Is Power of Siberia powerful enough?
Analysts are skeptical about the prospects of Russia’s gas supplies from the Siberian fields including the prospects of LNG plant in Vladivostok. Experts forecast it to be too expensive to compete with gas from Australia and other countries. In this context, Gazprom is set to promote the development of domestic demand for gas as motor fuel.
Gazprom is going to use the Power of Siberia gas transmission system for conveying of gas from the Yakutia and Irkutsk gas production centers to Khabarovsk and then to the port of Vladivostok where an LNG plant is to be built. Vladivostok can also be supplied with gas by the existing pipelines from Sakhalin fields (Sakhalin I-III projects). The Power of Siberia is to be nearly 4,000 kilometers long. Its construction is to be completed by the end of 2017. Under the project, it will also ensure gas supplies to China.
Also, there is a project on linking the above gas production centers to the pipelines running to the European part of Russia and then to Europe. So, Gazprom is going to diversify gas supplies making it possible to export gas to China, Japan and, if necessary, to Europe.
The political aspect of the ‘Eastern direction’ is evident amid the worsening relations with Europe. According to Alexander Pasechnik, head of the analytical department of the National Energy Security fund, “Gazprom has also embarked on a course of sales markets diversification with the strategy focused on the east, which should be better realized by the Europeans. In the future, east-west balance of supplies expected in the 30-ies can feature the preference given by the Russian Federation to APR countries, which are less politically charged as compared with Europe”.
Nevertheless, some analysts are skeptical about economical viability of that grand project as a whole.

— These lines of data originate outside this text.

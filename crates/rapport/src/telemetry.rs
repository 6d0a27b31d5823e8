use crate::config::TelemetryConfig;
use std::fmt;
use tracing_subscriber::filter::ParseError;
use tracing_subscriber::EnvFilter;

#[derive(Debug)]
pub enum TelemetryError {
    EnvFilter { value: String, source: ParseError },
    Subscriber(Box<dyn std::error::Error + Send + Sync>),
}

impl fmt::Display for TelemetryError {
    fn fmt(&self, f: &mut fmt::Formatter<'_>) -> fmt::Result {
        match self {
            TelemetryError::EnvFilter { value, .. } => {
                write!(
                    f,
                    "invalid log level/filter '{}': unable to build EnvFilter",
                    value
                )
            }
            TelemetryError::Subscriber(err) => write!(f, "telemetry error: {err}"),
        }
    }
}

impl std::error::Error for TelemetryError {
    fn source(&self) -> Option<&(dyn std::error::Error + 'static)> {
        match self {
            TelemetryError::EnvFilter { source, .. } => Some(source),
            TelemetryError::Subscriber(err) => Some(&**err),
        }
    }
}

/// Build the filter from `RUST_LOG`, falling back to the configured level.
pub fn env_filter(config: &TelemetryConfig) -> Result<EnvFilter, TelemetryError> {
    match EnvFilter::try_from_default_env() {
        Ok(filter) => Ok(filter),
        Err(_) => {
            EnvFilter::try_new(&config.log_level).map_err(|source| TelemetryError::EnvFilter {
                value: config.log_level.clone(),
                source,
            })
        }
    }
}

pub fn init(config: &TelemetryConfig) -> Result<(), TelemetryError> {
    tracing_subscriber::fmt()
        .with_env_filter(env_filter(config)?)
        .with_target(false)
        .compact()
        .with_ansi(false)
        .try_init()
        .map_err(TelemetryError::Subscriber)
}
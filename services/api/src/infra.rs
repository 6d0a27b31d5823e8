use metrics_exporter_prometheus::PrometheusHandle;
use rapport::assessment::{parse_assignment, Answer, CatalogPreset, ScoreEngine};
use rapport::error::AppError;
use std::sync::atomic::AtomicBool;
use std::sync::Arc;
use tracing::info;

#[derive(Clone)]
pub(crate) struct AppState {
    pub(crate) readiness: Arc<AtomicBool>,
    pub(crate) metrics: Arc<PrometheusHandle>,
}

/// Build the catalog once at startup; a malformed catalog is fatal.
pub(crate) fn load_engine(preset: CatalogPreset) -> Result<Arc<ScoreEngine>, AppError> {
    let catalog = preset.build()?;
    info!(
        catalog = %preset,
        criteria = catalog.len(),
        "assessment catalog loaded"
    );
    Ok(Arc::new(ScoreEngine::new(catalog)))
}

pub(crate) fn parse_answer_arg(raw: &str) -> Result<(String, Answer), String> {
    parse_assignment(raw).map_err(|err| err.to_string())
}
use rapport_api::run;

#[tokio::main]
async fn main() {
    if let Err(err) = run().await {
        eprintln!("application error: {err}");
        std::process::exit(1);
    }
}
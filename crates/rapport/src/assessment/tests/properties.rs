use proptest::prelude::*;

use super::common::*;
use crate::assessment::{
    AnswerSet, CriteriaCatalog, Criterion, RatingScale, ScoreEngine, ThresholdLadder,
    SCORE_CEILING,
};

/// A criterion paired with its answer: `Some(rating)` for ratings, otherwise a yes/no.
type Row = (f64, Option<i32>, bool);

fn rows() -> impl Strategy<Value = Vec<Row>> {
    prop::collection::vec(
        (0.05f64..3.0, prop::option::of(0i32..=5), any::<bool>()),
        1..10,
    )
}

fn fixture(rows: &[Row]) -> (ScoreEngine, AnswerSet) {
    let mut criteria = Vec::with_capacity(rows.len());
    let mut answers = AnswerSet::new();

    for (index, (weight, rating, yes)) in rows.iter().enumerate() {
        let key = format!("c{index}");
        match rating {
            Some(rating) => {
                criteria.push(Criterion::rating(&key, "rating", *weight));
                answers.set(key, *rating);
            }
            None => {
                criteria.push(Criterion::boolean(&key, "yes/no", *weight));
                answers.set(key, *yes);
            }
        }
    }

    let catalog = CriteriaCatalog::new(
        "generated",
        criteria,
        RatingScale::new(0, 5),
        ThresholdLadder::canonical(),
    )
    .expect("generated catalog is valid");
    (ScoreEngine::new(catalog), answers)
}

proptest! {
    #![proptest_config(ProptestConfig::with_cases(256))]

    #[test]
    fn complete_answers_score_within_scale(rows in rows()) {
        let (engine, answers) = fixture(&rows);

        prop_assert!(engine.is_complete(&answers));
        let score = engine.compute_score(&answers);
        prop_assert!((0.0..=SCORE_CEILING).contains(&score), "score {} out of range", score);
    }

    #[test]
    fn empty_answers_always_score_zero(rows in rows()) {
        let (engine, _) = fixture(&rows);

        prop_assert_eq!(engine.compute_score(&AnswerSet::new()), 0.0);
    }

    #[test]
    fn raising_one_rating_never_lowers_the_score(rows in rows(), pick in any::<prop::sample::Index>()) {
        let (engine, answers) = fixture(&rows);
        let index = pick.index(rows.len());
        let key = format!("c{index}");

        if let (_, Some(rating), _) = rows[index] {
            prop_assume!(rating < 5);
            let mut raised = answers.clone();
            raised.set(key, rating + 1);

            let before = engine.compute_score(&answers);
            let after = engine.compute_score(&raised);
            prop_assert!(after + TOLERANCE >= before, "{} dropped to {}", before, after);
        }
    }

    #[test]
    fn dropping_any_answer_breaks_completion(rows in rows(), pick in any::<prop::sample::Index>()) {
        let (engine, answers) = fixture(&rows);
        let removed = format!("c{}", pick.index(rows.len()));
        let partial: AnswerSet = answers
            .iter()
            .filter(|(key, _)| *key != removed)
            .collect();

        prop_assert!(!engine.is_complete(&partial));
        prop_assert_eq!(engine.missing(&partial), vec![removed]);
    }
}
//! Weighted self-assessment scoring with completion gating.
//!
//! A [`CriteriaCatalog`] fixes the rubric, a [`ScoreEngine`] turns answer snapshots into a
//! 0-5 score and a [`Band`], and an [`AssessmentSession`] holds one form's answers while
//! making sure a result is only shown once every criterion is answered.

pub mod answers;
pub mod catalog;
pub mod engine;
pub mod interpretation;
pub mod presets;
pub mod router;
pub mod session;

#[cfg(test)]
mod tests;

pub use answers::{parse_assignment, Answer, AnswerError, AnswerSet};
pub use catalog::{
    CatalogDefinition, CatalogError, Contribution, CriteriaCatalog, Criterion, CriterionKind,
    RatingScale, SCORE_CEILING,
};
pub use engine::{Assessment, PreconditionViolation, ScoreComponent, ScoreEngine};
pub use interpretation::{interpret, Band, LadderError, Threshold, ThresholdLadder};
pub use presets::{CatalogPreset, UnknownPreset};
pub use router::{assessment_router, ScoreRequest};
pub use session::{AssessmentSession, SessionState};
mod answers;
mod common;
mod properties;
mod routing;
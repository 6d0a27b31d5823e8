use std::fmt;
use std::str::FromStr;

use serde::{Deserialize, Serialize};

use super::catalog::{CatalogError, CriteriaCatalog, Criterion, RatingScale};
use super::interpretation::ThresholdLadder;

const RATING_CAPTIONS: [&str; 5] = ["Very poor", "Poor", "Average", "Good", "Excellent"];

/// Built-in catalogs selectable through configuration.
#[derive(Debug, Clone, Copy, Default, PartialEq, Eq, Serialize, Deserialize)]
#[serde(rename_all = "snake_case")]
pub enum CatalogPreset {
    #[default]
    Weighted,
    GiftBonus,
}

impl CatalogPreset {
    pub const fn ordered() -> [Self; 2] {
        [Self::Weighted, Self::GiftBonus]
    }

    pub const fn key(self) -> &'static str {
        match self {
            Self::Weighted => "weighted",
            Self::GiftBonus => "gift_bonus",
        }
    }

    pub fn build(self) -> Result<CriteriaCatalog, CatalogError> {
        match self {
            Self::Weighted => weighted(),
            Self::GiftBonus => gift_bonus(),
        }
    }
}

impl fmt::Display for CatalogPreset {
    fn fmt(&self, f: &mut fmt::Formatter<'_>) -> fmt::Result {
        f.write_str(self.key())
    }
}

impl FromStr for CatalogPreset {
    type Err = UnknownPreset;

    fn from_str(value: &str) -> Result<Self, Self::Err> {
        match value.trim().to_ascii_lowercase().replace('-', "_").as_str() {
            "weighted" => Ok(Self::Weighted),
            "gift_bonus" | "bonus" => Ok(Self::GiftBonus),
            _ => Err(UnknownPreset(value.to_string())),
        }
    }
}

#[derive(Debug, Clone, PartialEq, Eq, thiserror::Error)]
#[error("unknown catalog preset '{0}' (expected weighted or gift_bonus)")]
pub struct UnknownPreset(pub String);

/// Seven criteria weighted by importance; gifts count for little, trust the most.
pub fn weighted() -> Result<CriteriaCatalog, CatalogError> {
    let criteria = vec![
        Criterion::rating("emotionalSupport", "Emotional support", 1.2)
            .with_description("Presence and empathy in difficult moments"),
        Criterion::rating("communication", "Communication", 1.3)
            .with_description("Active listening and expressing feelings"),
        Criterion::rating("mutualTrust", "Mutual trust", 1.4)
            .with_description("Feeling safe in the relationship"),
        Criterion::boolean("birthdayGifts", "Birthday gifts", 0.3)
            .with_description("Particular attention to birthdays"),
        Criterion::rating("responsibilitySharing", "Sharing responsibilities", 1.0)
            .with_description("Balance of chores and decisions"),
        Criterion::rating("compromise", "Ability to compromise", 1.1)
            .with_description("Looking for shared solutions"),
        Criterion::boolean("thoughtfulGifts", "Personalised gifts", 0.3)
            .with_description("Thoughtful gifts suited to the partner's tastes"),
    ];

    let ladder = ThresholdLadder::with_descriptions([
        "Relationship needing attention and dialogue",
        "Relationship with room for improvement",
        "Balanced and positive relationship",
        "Fulfilling relationship",
        "Exceptional relationship",
    ]);

    CriteriaCatalog::new(
        CatalogPreset::Weighted.key(),
        criteria,
        RatingScale::new(1, 5).with_captions(RATING_CAPTIONS),
        ladder,
    )
}

/// Six equally weighted ratings with half a point added per gift habit, capped at 5.
pub fn gift_bonus() -> Result<CriteriaCatalog, CatalogError> {
    let criteria = vec![
        Criterion::rating("emotionalSupport", "Emotional support", 1.0)
            .with_description("Being present and empathetic through hard times"),
        Criterion::rating("responsibilitySharing", "Sharing responsibilities", 1.0)
            .with_description("Fair split of tasks and decisions"),
        Criterion::rating("communication", "Communication", 1.0)
            .with_description("Openness, active listening and clear expression of feelings"),
        Criterion::rating("compromise", "Compromise and adjustment", 1.0)
            .with_description("Finding mutually satisfying solutions"),
        Criterion::rating("mutualTrust", "Mutual trust", 1.0)
            .with_description("Sense of security and reliability"),
        Criterion::rating("affection", "Showing affection", 1.0)
            .with_description("Physical and verbal expressions of love"),
        Criterion::bonus("birthdayGifts", "Birthday gifts", 0.5),
        Criterion::bonus("anniversaryGifts", "Anniversary gifts", 0.5),
        Criterion::bonus("spontaneousGifts", "Spontaneous gifts", 0.5),
        Criterion::bonus("thoughtfulGifts", "Thoughtful, personalised gifts", 0.5),
    ];

    CriteriaCatalog::new(
        CatalogPreset::GiftBonus.key(),
        criteria,
        RatingScale::new(1, 5).with_captions(RATING_CAPTIONS),
        ThresholdLadder::canonical(),
    )
}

Remoteness of the Yakutia/Irkutsk centers from the seaports and the consumer countries is a challenge resulting in high cost price of the gas.
As Mikhail Krutikhin, partner of consulting company RusEnergy, said at the 4th Yamal & Kara Sea Oil & Gas Conference in Moscow, Russian gas is not crucial for China as this country has diversified gas sources while widely discussed gas contract between Russia and China does not ensure real load.
As for Mikhail Krutikhin’s estimates of gas supplies via Vladivostok LNG, it will cost $16 per million BTUs even with tax preferences, while in Japan it is to cost $12-$14 per million BTUs. So, the project does not seem to be economically viable especially amid LNG production forecasts in Australia, Canada and the USA featuring much higher profitability.
He is also sceptical about the prospects for Yakutia/Irkutsk gas exports to Europe considering a too long “transportation leg”.
Nevertheless, the project entered the investment stage in February 2013 . March saw the approval of an Action Plan regarding the construction of LNG plant near Vladivostok as well as an Action Plan regarding the resource base of the project. A special-purpose company – Gazprom LNG Vladivostok – was set up to implement the project.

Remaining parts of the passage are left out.